In Michigan, the House Commerce Committee is expected to take up the three-bill package next week. The chamber is required by law to wait five days after Senate passage to consider legislation, and lawmakers are only in session for two more weeks before their holiday break.

But supporters, including Gov. Rick Snyder and House Speaker Jase Bolger, R-Marshall, said they want legislation passed by the end of the year to allow the state to enter the bond market in early 2012.

"The speaker is a supporter of the concept of doing the bonding as a way to take care of some of our long-term debt," said Bolger spokesman Ari Adler.

"He wants to make sure that we are doing things right but he wants to get it done as quickly as possible," he said, adding that the Commerce Committee chair has also said he wants to consider the legislation as soon as possible.

Michigan's current federal liability totals $3.2 billion. The state was forced to dip into its general fund to cover its September interest payment. The annual interest payment totaled $106 million, and the state used $38.5 million from its general fund to cover a shortfall.

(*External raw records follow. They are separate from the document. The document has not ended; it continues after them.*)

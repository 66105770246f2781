// =============================================================================
// ta-engine — Main Entry Point
// =============================================================================
//
// Usage: ta-engine <bars.json>...
//
// Each file holds one instrument's bars as a JSON array.  Files are analysed
// concurrently on the blocking pool and the reports are printed to stdout as
// one JSON object keyed by file path.  Logs go to stderr.
// =============================================================================

use std::path::{Path, PathBuf};
use std::sync::Arc;

use anyhow::{bail, Context};
use futures_util::future::join_all;
use serde::{Serialize, Serializer};
use tracing::{error, info, warn};
use tracing_subscriber::EnvFilter;

use ta_engine::{analyze_bars, Bar, EngineConfig, IndicatorReport};

const DEFAULT_CONFIG_PATH: &str = "engine_config.json";

/// Result of one input file.
#[derive(Serialize)]
#[serde(untagged)]
enum Outcome {
    Report(IndicatorReport),
    Failed { error: String },
}

/// File path -> outcome, serialised in input order.
struct Outcomes(Vec<(String, Outcome)>);

impl Serialize for Outcomes {
    fn serialize<S: Serializer>(&self, serializer: S) -> Result<S::Ok, S::Error> {
        serializer.collect_map(self.0.iter().map(|(path, outcome)| (path, outcome)))
    }
}

#[tokio::main]
async fn main() -> anyhow::Result<()> {
    // ── 1. Environment & config ──────────────────────────────────────────
    let _ = dotenv::dotenv();

    tracing_subscriber::fmt()
        .with_env_filter(
            EnvFilter::try_from_default_env().unwrap_or_else(|_| EnvFilter::new("info")),
        )
        .with_writer(std::io::stderr)
        .init();

    let paths: Vec<PathBuf> = std::env::args_os().skip(1).map(PathBuf::from).collect();
    if paths.is_empty() {
        bail!("usage: ta-engine <bars.json>...");
    }

    let config_path =
        std::env::var("TA_ENGINE_CONFIG").unwrap_or_else(|_| DEFAULT_CONFIG_PATH.to_string());
    let config = EngineConfig::load(&config_path).unwrap_or_else(|e| {
        warn!(path = %config_path, error = %e, "Failed to load engine config, using defaults");
        EngineConfig::default()
    });
    let config = Arc::new(config);

    info!(files = paths.len(), "Analysing price series");

    // ── 2. One blocking task per file ────────────────────────────────────
    let tasks = paths.into_iter().map(|path| {
        let config = Arc::clone(&config);
        tokio::task::spawn_blocking(move || {
            let outcome = analyze_file(&path, &config);
            (path, outcome)
        })
    });

    let mut outcomes = Vec::new();
    for joined in join_all(tasks).await {
        let (path, result) = joined.context("analysis task panicked")?;
        let outcome = match result {
            Ok(report) => {
                let unavailable = report.iter().filter(|(_, v)| !v.is_available()).count();
                info!(
                    path = %path.display(),
                    entries = report.len(),
                    unavailable,
                    "Analysis complete"
                );
                Outcome::Report(report)
            }
            Err(e) => {
                error!(path = %path.display(), error = %format!("{e:#}"), "Analysis failed");
                Outcome::Failed {
                    error: format!("{e:#}"),
                }
            }
        };
        outcomes.push((path.display().to_string(), outcome));
    }

    // ── 3. Emit ──────────────────────────────────────────────────────────
    let rendered = serde_json::to_string_pretty(&Outcomes(outcomes))
        .context("failed to serialise reports to JSON")?;
    println!("{rendered}");

    Ok(())
}

fn analyze_file(path: &Path, config: &EngineConfig) -> anyhow::Result<IndicatorReport> {
    let content = std::fs::read_to_string(path)
        .with_context(|| format!("failed to read bars from {}", path.display()))?;

    let bars: Vec<Bar> = serde_json::from_str(&content)
        .with_context(|| format!("failed to parse bars from {}", path.display()))?;

    analyze_bars(bars, config).with_context(|| format!("failed to analyse {}", path.display()))
}
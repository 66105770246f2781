//! Terminal errors of an engine call.
//!
//! Per-indicator degradation is reported inside the
//! [`IndicatorReport`](crate::types::IndicatorReport); these errors mean no
//! indicator could be computed at all.

use thiserror::Error;

#[derive(Debug, Error)]
pub enum EngineError {
    /// No bars were supplied.
    #[error("insufficient data: empty price series")]
    EmptySeries,

    /// Fewer bars than the configured minimum.
    #[error("insufficient data: need {required} bars, got {actual}")]
    InsufficientData {
        /// Minimum number of bars.
        required: usize,
        /// Bars supplied.
        actual: usize,
    },

    /// A bar failed OHLCV integrity checks.
    #[error("malformed bar at index {index}: {reason}")]
    MalformedBar {
        /// Position of the offending bar.
        index: usize,
        /// What was wrong with it.
        reason: &'static str,
    },

    /// Timestamps must be strictly ascending.
    #[error("bar at index {index} is not later than its predecessor")]
    UnorderedTimestamps {
        /// Position of the first out-of-order bar.
        index: usize,
    },
}
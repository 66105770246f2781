// =============================================================================
// Technical Analysis — result assembly
// =============================================================================
//
// Runs every indicator over one instrument's validated price series and maps
// the most recent reading of each into a flat, ordered `IndicatorReport`.
//
// Degradation is per entry:
//   series shorter than the indicator's window  -> "insufficient history"
//   window full but arithmetic degenerate        -> "unavailable"
// Only an empty, malformed or too-short series fails the whole call.

use tracing::{debug, trace};

use crate::config::{
    AlphaTrendParams, DivergenceParams, EngineConfig, IchimokuParams, MacdParams, RsiParams,
    SupertrendParams,
};
use crate::error::EngineError;
use crate::indicators::adx::{calculate_dmi, Dmi};
use crate::indicators::alphatrend::{alphatrend_direction, alphatrend_signal, calculate_alphatrend};
use crate::indicators::atr::calculate_atr;
use crate::indicators::bollinger::{calculate_bollinger, BollingerBands};
use crate::indicators::cci::calculate_cci;
use crate::indicators::divergence::detect_divergence;
use crate::indicators::ichimoku::{calculate_ichimoku, CloudTrend, Ichimoku};
use crate::indicators::macd::{calculate_macd, Macd};
use crate::indicators::momentum::calculate_momentum;
use crate::indicators::moving_averages::{moving_average_bank, MovingAverages};
use crate::indicators::pivots::classic_pivots;
use crate::indicators::rsi::{calculate_rsi, calculate_stoch_rsi, StochRsi};
use crate::indicators::smi::calculate_smi;
use crate::indicators::smoothing::sma;
use crate::indicators::supertrend::{
    calculate_supertrend, supertrend_signal, SupertrendState, TrendDirection,
};
use crate::indicators::volume::{
    calculate_cmf, calculate_mfi, calculate_obv, calculate_relative_volume,
};
use crate::types::{Bar, IndicatorReport, IndicatorValue, PriceSeries};

/// A reading, or the reason it is missing.
type Reading<T> = Result<T, IndicatorValue>;

const NO_SIGNAL: &str = "none";

// =============================================================================
// Reading helpers
// =============================================================================

/// Latest value of `values` when the series has at least `required` bars.
fn latest(values: &[Option<f64>], required: usize) -> Reading<f64> {
    if values.len() < required {
        return Err(IndicatorValue::InsufficientHistory);
    }
    match values.last().copied().flatten() {
        Some(v) if v.is_finite() => Ok(v),
        _ => Err(IndicatorValue::Undefined),
    }
}

/// Why a reading is missing on a series of `bars` bars.
fn shortfall(bars: usize, required: usize) -> IndicatorValue {
    if bars < required {
        IndicatorValue::InsufficientHistory
    } else {
        IndicatorValue::Undefined
    }
}

fn enough<T>(bars: usize, required: usize, value: Option<T>) -> Reading<T> {
    if bars < required {
        return Err(IndicatorValue::InsufficientHistory);
    }
    value.ok_or(IndicatorValue::Undefined)
}

fn number(reading: Reading<f64>) -> IndicatorValue {
    reading.map_or_else(|missing| missing, IndicatorValue::number)
}

fn text(reading: Reading<String>) -> IndicatorValue {
    reading.map_or_else(|missing| missing, IndicatorValue::Text)
}

fn signal_text(signal: Option<impl std::fmt::Display>) -> String {
    match signal {
        Some(sig) => format!("New {sig} signal"),
        None => NO_SIGNAL.to_string(),
    }
}

// =============================================================================
// Composite entries
// =============================================================================

fn rsi_entry(rsi: &[Option<f64>], rsi_ma: &[Option<f64>], p: &RsiParams) -> Reading<String> {
    let value = latest(rsi, p.period + 1)?;
    let ma = latest(rsi_ma, p.period + p.ma_period)?;
    Ok(format!("{value:.2} (MA: {ma:.2})"))
}

fn stoch_rsi_entry(stoch: &StochRsi, p: &RsiParams) -> Reading<String> {
    let stoch_window = p.stoch_period + p.stoch_k + p.stoch_d;
    let required = (p.period + 1).max(stoch_window.saturating_sub(1));
    let k = latest(&stoch.k, required)?;
    let d = latest(&stoch.d, required)?;
    Ok(format!("{k:.2} / {d:.2}"))
}

fn macd_entry(macd: &Macd, p: &MacdParams) -> Reading<String> {
    let line = latest(&macd.line, p.slow)?;
    let signal = latest(&macd.signal, p.slow)?;
    let hist = latest(&macd.histogram, p.slow)?;
    Ok(format!(
        "Line: {line:.2} | Signal: {signal:.2} | Histogram: {hist:.2}"
    ))
}

/// OBV and its average; a series without any volume has no OBV.
fn obv_entry(series: &PriceSeries, ma_period: usize) -> Reading<String> {
    let obv = calculate_obv(series.bars());
    let obv_ma = sma(&obv, ma_period);
    let value = latest(&obv, ma_period)?;
    let ma = latest(&obv_ma, ma_period)?;
    if !series.has_volume() {
        return Err(IndicatorValue::Undefined);
    }
    Ok(format!("{value:.0} (MA: {ma:.0})"))
}

fn dmi_entry(dmi: &Dmi, period: usize) -> Reading<String> {
    let adx = latest(&dmi.adx, 2 * period)?;
    let plus = latest(&dmi.plus_di, 2 * period)?;
    let minus = latest(&dmi.minus_di, 2 * period)?;
    Ok(format!("{adx:.2} (+DI: {plus:.2} | -DI: {minus:.2})"))
}

fn bollinger_entry(bb: &BollingerBands, period: usize) -> Reading<String> {
    let upper = latest(&bb.upper, period)?;
    let middle = latest(&bb.middle, period)?;
    let lower = latest(&bb.lower, period)?;
    Ok(format!(
        "Upper: {upper:.2} | Middle: {middle:.2} | Lower: {lower:.2}"
    ))
}

fn tenkan_kijun_entry(ichi: &Ichimoku, p: &IchimokuParams) -> Reading<String> {
    let conversion = latest(&ichi.conversion, p.conversion)?;
    let base = latest(&ichi.base, p.base)?;
    Ok(format!("{conversion:.2} / {base:.2}"))
}

fn cloud_entry(ichi: &Ichimoku, p: &IchimokuParams) -> Reading<String> {
    let required = p.span_b.max(p.base) + p.displacement;
    let a = latest(&ichi.span_a, required)?;
    let b = latest(&ichi.span_b, required)?;
    Ok(CloudTrend::classify(a, b).to_string())
}

fn pivot_entry(bars: &[Bar]) -> Reading<String> {
    let p = enough(bars.len(), 2, classic_pivots(bars))?;
    Ok(format!(
        "P: {:.2} | R1: {:.2} | S1: {:.2} | R2: {:.2} | S2: {:.2} | R3: {:.2} | S3: {:.2}",
        p.pivot, p.r1, p.s1, p.r2, p.s2, p.r3, p.s3
    ))
}

fn alphatrend_entry(values: &[Option<f64>], p: &AlphaTrendParams) -> Reading<String> {
    let n = values.len();
    let value = latest(values, p.period + 1)?;
    let direction = enough(
        n,
        p.period + 4,
        alphatrend_direction(values, n.saturating_sub(1)),
    )?;
    let label = match direction {
        TrendDirection::Up => "Bullish",
        TrendDirection::Down => "Bearish",
    };
    Ok(format!("{value:.2} | {label}"))
}

fn alphatrend_signal_entry(values: &[Option<f64>], p: &AlphaTrendParams) -> Reading<String> {
    let n = values.len();
    // The crossover compares the last four values.
    let recent = values
        .get(n.saturating_sub(4)..)
        .filter(|w| w.len() == 4 && w.iter().all(Option::is_some));
    enough(n, p.period + 4, recent)?;
    Ok(signal_text(alphatrend_signal(values, n.saturating_sub(1))))
}

fn supertrend_entry(states: &[Option<SupertrendState>], p: &SupertrendParams) -> Reading<String> {
    let last = states.last().copied().flatten();
    let last = enough(states.len(), p.atr_period, last)?;
    Ok(format!("{:.2} | {}", last.value, last.direction))
}

fn supertrend_signal_entry(
    states: &[Option<SupertrendState>],
    p: &SupertrendParams,
) -> Reading<String> {
    let last = states.last().copied().flatten();
    enough(states.len(), p.atr_period + 1, last)?;
    Ok(signal_text(supertrend_signal(states)))
}

fn divergence_entry(rsi: &[Option<f64>], bars: &[Bar], p: &DivergenceParams) -> Reading<String> {
    enough(bars.len(), p.left + p.right + 1, Some(()))?;
    Ok(match detect_divergence(rsi, bars, p) {
        Some(d) => d.to_string(),
        None => NO_SIGNAL.to_string(),
    })
}

// =============================================================================
// Entry point
// =============================================================================

/// Validate `bars` and analyse them.
pub fn analyze_bars(
    bars: Vec<Bar>,
    config: &EngineConfig,
) -> Result<IndicatorReport, EngineError> {
    let series = PriceSeries::new(bars)?;
    analyze(&series, config)
}

/// Compute the full indicator report for one instrument.
pub fn analyze(
    series: &PriceSeries,
    config: &EngineConfig,
) -> Result<IndicatorReport, EngineError> {
    if series.len() < config.min_bars.max(1) {
        debug!(
            bars = series.len(),
            required = config.min_bars,
            "technical analysis: insufficient data"
        );
        return Err(EngineError::InsufficientData {
            required: config.min_bars,
            actual: series.len(),
        });
    }

    let bars = series.bars();
    let n = bars.len();
    let closes = series.closes();
    let w = &config.windows;
    let mut report = IndicatorReport::new();

    // --- Price ---------------------------------------------------------------
    report.insert(
        "Current Price",
        number(closes.last().copied().ok_or(IndicatorValue::Undefined)),
    );

    // --- Oscillators ---------------------------------------------------------
    let rsi_p = &config.rsi;
    let rsi = calculate_rsi(&closes, rsi_p.period);
    let rsi_ma = sma(&rsi, rsi_p.ma_period);
    report.insert(
        format!("RSI ({})", rsi_p.period),
        text(rsi_entry(&rsi, &rsi_ma, rsi_p)),
    );

    let stoch = calculate_stoch_rsi(&rsi, rsi_p.stoch_period, rsi_p.stoch_k, rsi_p.stoch_d);
    report.insert("Stoch RSI (K / D)", text(stoch_rsi_entry(&stoch, rsi_p)));

    let smi_p = &config.smi;
    report.insert(
        format!("SMI ({},{})", smi_p.period, smi_p.smoothing),
        number(latest(
            &calculate_smi(bars, smi_p.period, smi_p.smoothing),
            smi_p.period,
        )),
    );

    let macd_p = &config.macd;
    let macd = calculate_macd(&closes, macd_p.fast, macd_p.slow, macd_p.signal);
    report.insert(
        format!("MACD ({},{},{})", macd_p.fast, macd_p.slow, macd_p.signal),
        text(macd_entry(&macd, macd_p)),
    );

    report.insert("OBV", text(obv_entry(series, w.obv_ma)));

    report.insert(
        format!("CCI ({})", w.cci),
        number(latest(&calculate_cci(bars, w.cci), w.cci)),
    );

    // --- Volatility ----------------------------------------------------------
    report.insert(
        format!("ATR ({})", w.atr),
        number(latest(&calculate_atr(bars, w.atr), w.atr + 1)),
    );

    let dmi = calculate_dmi(bars, w.adx);
    report.insert(format!("ADX ({})", w.adx), text(dmi_entry(&dmi, w.adx)));

    // --- Volume --------------------------------------------------------------
    report.insert(
        format!("CMF ({})", w.cmf),
        number(latest(&calculate_cmf(bars, w.cmf), w.cmf)),
    );
    report.insert(
        format!("MFI ({})", w.mfi),
        number(latest(&calculate_mfi(bars, w.mfi), w.mfi + 1)),
    );

    // --- Bands ---------------------------------------------------------------
    let bb_p = &config.bollinger;
    let bb = calculate_bollinger(&closes, bb_p.period, bb_p.num_std);
    report.insert(
        format!("Bollinger Bands ({},{})", bb_p.period, bb_p.num_std),
        text(bollinger_entry(&bb, bb_p.period)),
    );
    report.insert("BB Width (%)", number(latest(&bb.width, bb_p.period)));
    report.insert("BB %B", number(latest(&bb.percent_b, bb_p.period)));

    // --- Ichimoku ------------------------------------------------------------
    let ichi_p = &config.ichimoku;
    let ichi = calculate_ichimoku(bars, ichi_p);
    report.insert(
        "Ichimoku (Tenkan / Kijun)",
        text(tenkan_kijun_entry(&ichi, ichi_p)),
    );
    report.insert("Ichimoku Cloud", text(cloud_entry(&ichi, ichi_p)));

    // --- Momentum / relative volume / pivots ---------------------------------
    report.insert(
        format!("Momentum ({})", w.momentum),
        number(latest(
            &calculate_momentum(&closes, w.momentum),
            w.momentum + 1,
        )),
    );
    report.insert(
        "Relative Volume (RVOL)",
        number(latest(
            &calculate_relative_volume(&series.volumes(), w.relative_volume),
            w.relative_volume + 1,
        )),
    );
    report.insert("Pivot (Classic)", text(pivot_entry(bars)));

    // --- Trend-following recursions ------------------------------------------
    let st_p = &config.supertrend;
    let supertrend = calculate_supertrend(bars, st_p.atr_period, st_p.factor);
    report.insert(
        format!("Supertrend ({},{})", st_p.atr_period, st_p.factor),
        text(supertrend_entry(&supertrend, st_p)),
    );
    report.insert(
        "Supertrend Signal",
        text(supertrend_signal_entry(&supertrend, st_p)),
    );

    let at_p = &config.alphatrend;
    let alphatrend = calculate_alphatrend(bars, at_p.period, at_p.coeff);
    report.insert(
        format!("AlphaTrend ({},{})", at_p.coeff, at_p.period),
        text(alphatrend_entry(&alphatrend, at_p)),
    );
    report.insert(
        "AlphaTrend Signal",
        text(alphatrend_signal_entry(&alphatrend, at_p)),
    );

    // --- Divergence ----------------------------------------------------------
    report.insert(
        "RSI Divergence",
        text(divergence_entry(&rsi, bars, &config.divergence)),
    );

    // --- Moving-average bank -------------------------------------------------
    let bank = moving_average_bank(&closes, &config.ma_periods);
    let kinds: [(&str, fn(&MovingAverages) -> f64); 3] = [
        ("SMA", |m| m.sma),
        ("EMA", |m| m.ema),
        ("WMA", |m| m.wma),
    ];
    for (kind, pick) in kinds {
        for (period, ma) in &bank {
            let value = match ma {
                Some(m) => IndicatorValue::number(pick(m)),
                None => shortfall(n, *period),
            };
            report.insert(format!("{kind} ({period})"), value);
        }
    }

    let unavailable = report.iter().filter(|(_, v)| !v.is_available()).count();
    for (label, value) in report.iter().filter(|(_, v)| !v.is_available()) {
        trace!(label, reason = %value, "indicator unavailable");
    }

    debug!(
        bars = n,
        has_volume = series.has_volume(),
        entries = report.len(),
        unavailable,
        "technical analysis complete"
    );

    Ok(report)
}
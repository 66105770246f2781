// =============================================================================
// Bollinger Bands
// =============================================================================
//
// Bollinger Bands consist of a middle band (SMA), an upper band (SMA + k*σ),
// and a lower band (SMA - k*σ), where σ is the population standard deviation
// (denominator N).  Derived readings:
//
//   width = (upper - lower) / middle * 100
//   %B    = (close - lower) / (upper - lower)
//
// %B is undefined on a zero-variance window; width is undefined only when the
// middle band is zero.

use super::smoothing::{lift, rolling_std, safe_div, sma, Series};

#[derive(Debug, Clone)]
pub struct BollingerBands {
    pub upper: Series,
    pub middle: Series,
    pub lower: Series,
    pub width: Series,
    pub percent_b: Series,
}

pub fn calculate_bollinger(closes: &[f64], period: usize, num_std: f64) -> BollingerBands {
    let src = lift(closes);
    let middle = sma(&src, period);
    let std_dev = rolling_std(&src, period);

    let n = closes.len();
    let mut upper = vec![None; n];
    let mut lower = vec![None; n];
    let mut width = vec![None; n];
    let mut percent_b = vec![None; n];

    for i in 0..n {
        let (Some(mid), Some(sd)) = (middle[i], std_dev[i]) else {
            continue;
        };
        let up = mid + num_std * sd;
        let lo = mid - num_std * sd;
        upper[i] = Some(up);
        lower[i] = Some(lo);
        width[i] = safe_div(up - lo, mid).map(|x| x * 100.0);
        percent_b[i] = calculate_percent_b(closes[i], up, lo);
    }

    BollingerBands {
        upper,
        middle,
        lower,
        width,
        percent_b,
    }
}

/// Position of `close` inside the band: 0.0 at the lower band, 1.0 at the upper.
pub fn calculate_percent_b(close: f64, upper: f64, lower: f64) -> Option<f64> {
    safe_div(close - lower, upper - lower)
}

#[cfg(test)]
mod tests {
    use super::*;

    #[test]
    fn bollinger_basic() {
        let closes: Vec<f64> = (1..=20).map(|x| x as f64).collect();
        let bb = calculate_bollinger(&closes, 20, 2.0);
        let up = bb.upper[19].unwrap();
        let mid = bb.middle[19].unwrap();
        let lo = bb.lower[19].unwrap();
        assert!((mid - 10.5).abs() < 1e-12);
        // population σ of 1..=20 = sqrt((20^2 - 1) / 12)
        let sd = ((400.0_f64 - 1.0) / 12.0).sqrt();
        assert!((up - (mid + 2.0 * sd)).abs() < 1e-9);
        assert!((lo - (mid - 2.0 * sd)).abs() < 1e-9);
        assert!(bb.width[19].unwrap() > 0.0);
    }

    #[test]
    fn bollinger_insufficient_data() {
        let bb = calculate_bollinger(&[1.0, 2.0, 3.0], 20, 2.0);
        assert!(bb.middle.iter().all(Option::is_none));
        assert!(bb.percent_b.iter().all(Option::is_none));
    }

    #[test]
    fn percent_b_at_band_edges() {
        assert_eq!(calculate_percent_b(110.0, 110.0, 90.0), Some(1.0));
        assert_eq!(calculate_percent_b(90.0, 110.0, 90.0), Some(0.0));
        assert_eq!(calculate_percent_b(100.0, 110.0, 90.0), Some(0.5));
    }

    #[test]
    fn bollinger_flat_window() {
        let bb = calculate_bollinger(&[100.0; 20], 20, 2.0);
        assert_eq!(bb.width[19], Some(0.0));
        assert_eq!(bb.percent_b[19], None);
    }
}
// =============================================================================
// Ichimoku Cloud
// =============================================================================
//
//   conversion (tenkan) = midpoint of highest high / lowest low over 9 bars
//   base (kijun)        = same over 26 bars
//   leading span A      = midpoint(conversion, base), plotted 26 bars ahead
//   leading span B      = midpoint over 52 bars, plotted 26 bars ahead
//
// The spans are returned already displaced, i.e. the value at bar `i` is the
// one computed at bar `i - displacement`, which is the cloud drawn under bar
// `i`.

use std::fmt;

use super::smoothing::{lift, rolling_max, rolling_min, shift, zip_with, Series};
use crate::config::IchimokuParams;
use crate::types::Bar;

#[derive(Debug, Clone)]
pub struct Ichimoku {
    pub conversion: Series,
    pub base: Series,
    pub span_a: Series,
    pub span_b: Series,
}

/// Cloud colour under a bar.
#[derive(Debug, Clone, Copy, PartialEq, Eq)]
pub enum CloudTrend {
    Rising,
    Falling,
}

impl CloudTrend {
    pub fn classify(span_a: f64, span_b: f64) -> Self {
        if span_a > span_b {
            Self::Rising
        } else {
            Self::Falling
        }
    }
}

impl fmt::Display for CloudTrend {
    fn fmt(&self, f: &mut fmt::Formatter<'_>) -> fmt::Result {
        match self {
            Self::Rising => write!(f, "rising"),
            Self::Falling => write!(f, "falling"),
        }
    }
}

fn donchian_mid(highs: &Series, lows: &Series, period: usize) -> Series {
    zip_with(
        &rolling_max(highs, period),
        &rolling_min(lows, period),
        |h, l| Some((h + l) / 2.0),
    )
}

pub fn calculate_ichimoku(bars: &[Bar], params: &IchimokuParams) -> Ichimoku {
    let highs = lift(&bars.iter().map(|b| b.high).collect::<Vec<_>>());
    let lows = lift(&bars.iter().map(|b| b.low).collect::<Vec<_>>());

    let conversion = donchian_mid(&highs, &lows, params.conversion);
    let base = donchian_mid(&highs, &lows, params.base);
    let lead_a = zip_with(&conversion, &base, |c, b| Some((c + b) / 2.0));
    let lead_b = donchian_mid(&highs, &lows, params.span_b);

    Ichimoku {
        span_a: shift(&lead_a, params.displacement),
        span_b: shift(&lead_b, params.displacement),
        conversion,
        base,
    }
}
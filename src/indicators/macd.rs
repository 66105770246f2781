// =============================================================================
// Moving Average Convergence / Divergence (MACD)
// =============================================================================
//
//   line      = EMA(close, fast) - EMA(close, slow)
//   signal    = EMA(line, signal)
//   histogram = line - signal
//
// All three EMAs are seeded with their first sample (no SMA seed window).

use super::smoothing::{ema, lift, zip_with, Series};

#[derive(Debug, Clone)]
pub struct Macd {
    pub line: Series,
    pub signal: Series,
    pub histogram: Series,
}

pub fn calculate_macd(closes: &[f64], fast: usize, slow: usize, signal: usize) -> Macd {
    let src = lift(closes);
    let fast_ema = ema(&src, fast);
    let slow_ema = ema(&src, slow);

    let line = zip_with(&fast_ema, &slow_ema, |f, s| Some(f - s));
    let signal_line = ema(&line, signal);
    let histogram = zip_with(&line, &signal_line, |l, s| Some(l - s));

    Macd {
        line,
        signal: signal_line,
        histogram,
    }
}

#[cfg(test)]
mod tests {
    use super::*;

    #[test]
    fn macd_flat_is_zero() {
        let m = calculate_macd(&[50.0; 40], 12, 26, 9);
        for s in [&m.line, &m.signal, &m.histogram] {
            assert!(s.iter().all(|v| v.map_or(false, |v| v.abs() < 1e-12)));
        }
    }

    #[test]
    fn macd_rising_series_is_positive() {
        let closes: Vec<f64> = (0..100).map(|i| 100.0 + i as f64).collect();
        let m = calculate_macd(&closes, 12, 26, 9);
        let line = m.line[99].unwrap();
        let signal = m.signal[99].unwrap();
        assert!(line > 0.0);
        // Signal lags the line on a steady trend.
        assert!(line >= signal);
        assert!((m.histogram[99].unwrap() - (line - signal)).abs() < 1e-12);
    }
}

The planned borrowing would include $38.5 million to repay the general fund, officials said.

The three-bill package includes a new companion bill that makes some changes to the state's unemployment benefit system, including protection against fraud. Senate bills 483 and 484 would authorize the Michigan Finance Authority to float special-purpose bonds that carry no general obligation pledge to pay off the federal loan.

There is no cap on the amount or maturity of the debt that can be issued.

The legislation would replace two of the three taxes now paid by employers to cover jobless benefits with a new unemployment obligation assessment on the first $9,000 of wages paid to employees. The state treasurer would be allowed to set the rate of the assessments, which would pay off the bonds.

After passing the legislation, Senate Republicans put out a statement saying it would probably take Michigan until 2018 to pay off the current debt and that the state trust fund would not have a sufficient balance until 2022.

"If the Legislature does not act, Michigan employers will be faced with a seemingly endless burden of increased taxes, interest, and penalties until the federal debt is paid," the statement said.

Texas and Idaho are the only other states to have sold bonds to pay off their federal shortfalls. Texas issued $1.2 billion in November 2010 and Idaho sold $187.5 million in August. Both were highly rated deals that saw significantly lower rates than the 4.1% states pay to the federal government on their unemployment loans.